The technology for self-driving trucks is advancing quickly, as engineers continue to test platforms like the Google self-driving car and Daimler's "Freightliner Inspiration" self-steering 18-wheeler prototype.
That process took another step forward in April when six convoys of paired semi-automated "smart" trucks arrived at Rotterdam harbor in the Netherlands from starting points as far away as Sweden and Germany, according to Agence France-Presse.
Like ducklings trailing after their mother, each truck "platoon" followed a route set by its human-driven lead vehicle, with the following trucks autonomously tracking the leader through a wireless data link. For purposes of the demonstration, every vehicle had a human driver monitoring its computers and sensors, said Eric Jonnaert, secretary general of the European Automobile Manufacturers' Association (ACEA).
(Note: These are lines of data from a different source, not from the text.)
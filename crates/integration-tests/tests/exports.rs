//! CSV downloads for the list screens.

#![allow(clippy::unwrap_used)]

use axum::http::header;
use axum::response::IntoResponse;
use chrono::{FixedOffset, NaiveDate, TimeZone, Utc};
use rust_decimal::Decimal;
use uuid::Uuid;

use cs_console_admin::db::{Complaint, Hold, Product};
use cs_console_admin::services::{CsvDownload, build_report, to_csv};
use cs_console_core::{DateWindow, TimeRange};

fn day(y: i32, m: u32, d: u32) -> NaiveDate {
    NaiveDate::from_ymd_opt(y, m, d).unwrap()
}

fn complaint(text: &str) -> Complaint {
    Complaint {
        id: Uuid::nil(),
        nomor_pelanggan: Some(628_123_456_789),
        nama_pelanggan: Some("Rina".to_string()),
        keluhan: Some(text.to_string()),
        sudah_ditangani: false,
        datetime: Utc.with_ymd_and_hms(2024, 4, 1, 3, 0, 0).unwrap(),
        updated_at: None,
    }
}

#[test]
fn test_complaint_export_quotes_awkward_text() {
    let csv = to_csv(&[complaint("Paket \"rusak\", minta retur")]).unwrap();

    let mut lines = csv.split("\r\n");
    assert_eq!(
        lines.next(),
        Some("id,nomor_pelanggan,nama_pelanggan,keluhan,sudah_ditangani,datetime")
    );
    assert_eq!(
        lines.next(),
        Some(
            "00000000-0000-0000-0000-000000000000,628123456789,Rina,\
             \"Paket \"\"rusak\"\", minta retur\",false,2024-04-01T03:00:00+00:00"
        )
    );
    assert_eq!(lines.next(), Some(""));
}

#[test]
fn test_multiline_message_stays_one_record() {
    let csv = to_csv(&[complaint("baris satu\nbaris dua")]).unwrap();

    let mut reader = csv::ReaderBuilder::new().from_reader(csv.as_bytes());
    let records: Vec<_> = reader.records().collect::<Result<_, _>>().unwrap();
    assert_eq!(records.len(), 1);
    assert_eq!(&records[0][3], "baris satu\nbaris dua");
}

#[test]
fn test_missing_product_fields_export_empty() {
    let at = Utc.with_ymd_and_hms(2024, 4, 1, 3, 0, 0).unwrap();
    let product = Product {
        id: "prd-1".to_string(),
        product_id: Some(7),
        nama: "Serum Cozmeed".to_string(),
        deskripsi: None,
        kategori: None,
        harga: Some(Decimal::new(125_000, 0)),
        stok: None,
        berat: None,
        ukuran: None,
        warna: None,
        created_at: at,
        updated_at: at,
    };

    let csv = to_csv(&[product]).unwrap();
    let row = csv.split("\r\n").nth(1).unwrap();
    assert!(row.starts_with("prd-1,7,Serum Cozmeed,,,125000,,,,,"));
}

#[test]
fn test_empty_list_exports_header_only() {
    let csv = to_csv::<Hold>(&[]).unwrap();
    assert_eq!(
        csv,
        "phone_number,is_hold,customer_journey,last_message,created_at,updated_at\r\n"
    );
}

#[test]
fn test_download_response_headers() {
    let download = CsvDownload::build("complaints", day(2024, 4, 2), &[complaint("Telat")]).unwrap();
    assert_eq!(download.filename, "complaints-20240402.csv");

    let response = download.into_response();
    assert_eq!(
        response.headers().get(header::CONTENT_TYPE).unwrap(),
        "text/csv; charset=utf-8"
    );
    assert_eq!(
        response.headers().get(header::CONTENT_DISPOSITION).unwrap(),
        "attachment; filename=\"complaints-20240402.csv\""
    );
}

#[test]
fn test_token_export_has_one_row_per_day() {
    let window = DateWindow::new(day(2024, 4, 1), day(2024, 4, 3));
    let offset = FixedOffset::east_opt(7 * 3600).unwrap();
    let report = build_report(TimeRange::SevenDays, window, offset, &[]);

    let csv = to_csv(&report.days).unwrap();
    assert_eq!(
        csv,
        "date,input_token,output_token,total\r\n\
         2024-04-01,0,0,0\r\n\
         2024-04-02,0,0,0\r\n\
         2024-04-03,0,0,0\r\n"
    );
}
//! LLM token accounting written by the bot (`"TokenUsage"`).

use chrono::{DateTime, Utc};
use serde::Serialize;
use sqlx::PgPool;

use cs_console_core::TokenUsageId;

use super::RepositoryError;

/// One model call's token counts.
#[derive(Debug, Clone, PartialEq, Eq, Serialize, sqlx::FromRow)]
pub struct TokenUsageRecord {
    pub id: TokenUsageId,
    pub timestamp: DateTime<Utc>,
    pub input_token: i64,
    pub output_token: i64,
    pub total: i64,
}

/// Repository for token usage reads.
pub struct TokenUsageRepository<'a> {
    pool: &'a PgPool,
}

impl<'a> TokenUsageRepository<'a> {
    #[must_use]
    pub const fn new(pool: &'a PgPool) -> Self {
        Self { pool }
    }

    /// Records stamped in `[start, end)`, oldest first.
    ///
    /// # Errors
    ///
    /// Returns `RepositoryError::Database` if the query fails.
    pub async fn list_between(
        &self,
        start: DateTime<Utc>,
        end: DateTime<Utc>,
    ) -> Result<Vec<TokenUsageRecord>, RepositoryError> {
        let rows = sqlx::query_as::<_, TokenUsageRecord>(
            r#"
            SELECT id, "timestamp",
                   COALESCE(input_token, 0)::bigint AS input_token,
                   COALESCE(output_token, 0)::bigint AS output_token,
                   COALESCE(total, COALESCE(input_token, 0) + COALESCE(output_token, 0))::bigint AS total
            FROM "TokenUsage"
            WHERE "timestamp" >= $1 AND "timestamp" < $2
            ORDER BY "timestamp"
            "#,
        )
        .bind(start)
        .bind(end)
        .fetch_all(self.pool)
        .await?;

        Ok(rows)
    }
}
//! Bot persona settings ("Style CS", the latest `"AIPrompt"` row).

use askama::Template;
use askama_web::WebTemplate;
use axum::{
    Form, Router,
    extract::State,
    response::Redirect,
    routing::get,
};
use serde::Deserialize;
use tower_sessions::Session;
use tracing::instrument;

use crate::db::{StylePrompt, StylePromptRepository};
use crate::middleware::RequireStaffAuth;
use crate::models::Flash;
use crate::services::Screen;
use crate::state::AppState;

use super::shell::{PageShell, local_time};
use super::{form_text, redirect_with};

const LOAD_FAILED: &str = "Gagal mengambil data Style CS";

/// The stored prompt as shown on the page.
#[derive(Debug, Clone)]
pub struct StyleView {
    pub gaya_bahasa: String,
    pub informasi_tambahan: String,
    pub updated_at: String,
}

/// Style CS page template.
#[derive(Template, WebTemplate)]
#[template(path = "style_cs/index.html")]
pub struct StyleCsTemplate {
    pub shell: PageShell,
    pub prompt: Option<StyleView>,
    pub form: StyleForm,
}

#[derive(Debug, Clone, Default, Deserialize)]
#[serde(default)]
pub struct StyleForm {
    pub gaya_bahasa: String,
    pub informasi_tambahan: String,
}

impl From<&StylePrompt> for StyleForm {
    fn from(p: &StylePrompt) -> Self {
        Self {
            gaya_bahasa: p.gaya_bahasa.clone().unwrap_or_default(),
            informasi_tambahan: p.informasi_tambahan.clone().unwrap_or_default(),
        }
    }
}

pub fn router() -> Router<AppState> {
    Router::new().route("/style-cs", get(index).post(save))
}

/// Style CS page.
#[instrument(skip(staff, state, session))]
async fn index(
    RequireStaffAuth(staff): RequireStaffAuth,
    State(state): State<AppState>,
    session: Session,
) -> StyleCsTemplate {
    let repo = StylePromptRepository::new(state.pool());
    let loaded = state
        .snapshots()
        .load(Screen::StyleCs, async {
            repo.latest().await.map(|p| p.into_iter().collect::<Vec<_>>())
        })
        .await;

    let offset = state.offset();
    let shell = PageShell::new(&staff, "/style-cs", &session)
        .await
        .watching(&["AIPrompt"])
        .with_load_error(loaded.failed, LOAD_FAILED);

    let latest = loaded.rows.first();
    StyleCsTemplate {
        shell,
        form: latest.map(StyleForm::from).unwrap_or_default(),
        prompt: latest.map(|p| StyleView {
            gaya_bahasa: p
                .gaya_bahasa
                .clone()
                .unwrap_or_else(|| "Belum diatur".to_string()),
            informasi_tambahan: p
                .informasi_tambahan
                .clone()
                .unwrap_or_else(|| "Belum diatur".to_string()),
            updated_at: local_time(p.updated_at, offset),
        }),
    }
}

/// Update the latest prompt, or create the first one.
#[instrument(skip(_staff, state, session, form))]
async fn save(
    RequireStaffAuth(_staff): RequireStaffAuth,
    State(state): State<AppState>,
    session: Session,
    Form(form): Form<StyleForm>,
) -> Redirect {
    let repo = StylePromptRepository::new(state.pool());

    let existing = match repo.latest().await {
        Ok(latest) => latest.map(|p| p.id),
        Err(e) => {
            tracing::error!(error = %e, "Failed to read current style");
            return redirect_with(&session, Flash::error("Gagal menyimpan Style CS"), "/style-cs").await;
        }
    };

    let gaya = form_text(&form.gaya_bahasa);
    let info = form_text(&form.informasi_tambahan);
    let flash = match repo.save(existing, gaya.as_deref(), info.as_deref()).await {
        Ok((_, true)) => Flash::success("Style CS berhasil dibuat"),
        Ok((_, false)) => Flash::success("Style CS berhasil diperbarui"),
        Err(e) => {
            tracing::error!(error = %e, "Failed to save style");
            if existing.is_some() {
                Flash::error("Gagal memperbarui Style CS")
            } else {
                Flash::error("Gagal membuat Style CS")
            }
        }
    };
    redirect_with(&session, flash, "/style-cs").await
}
The trucks will only start operating on a fully autonomous basis once designers address such challenges as enabling data exchange between trucks made by different manufacturers, according to ACEA. Six European manufacturers joined the exercise, supplying two vehicles each. The participating companies were DAF Trucks NV, Daimler AG, Industrial Vehicles Corp. (Iveco), Man Truck & Bus AG, Scania AB, and Volvo Group.
Proponents say self-driving trucks will someday offer advantages such as more efficient transport, a reduction in accidents triggered by human error, and easier traffic flow thanks to consistent cruising speed.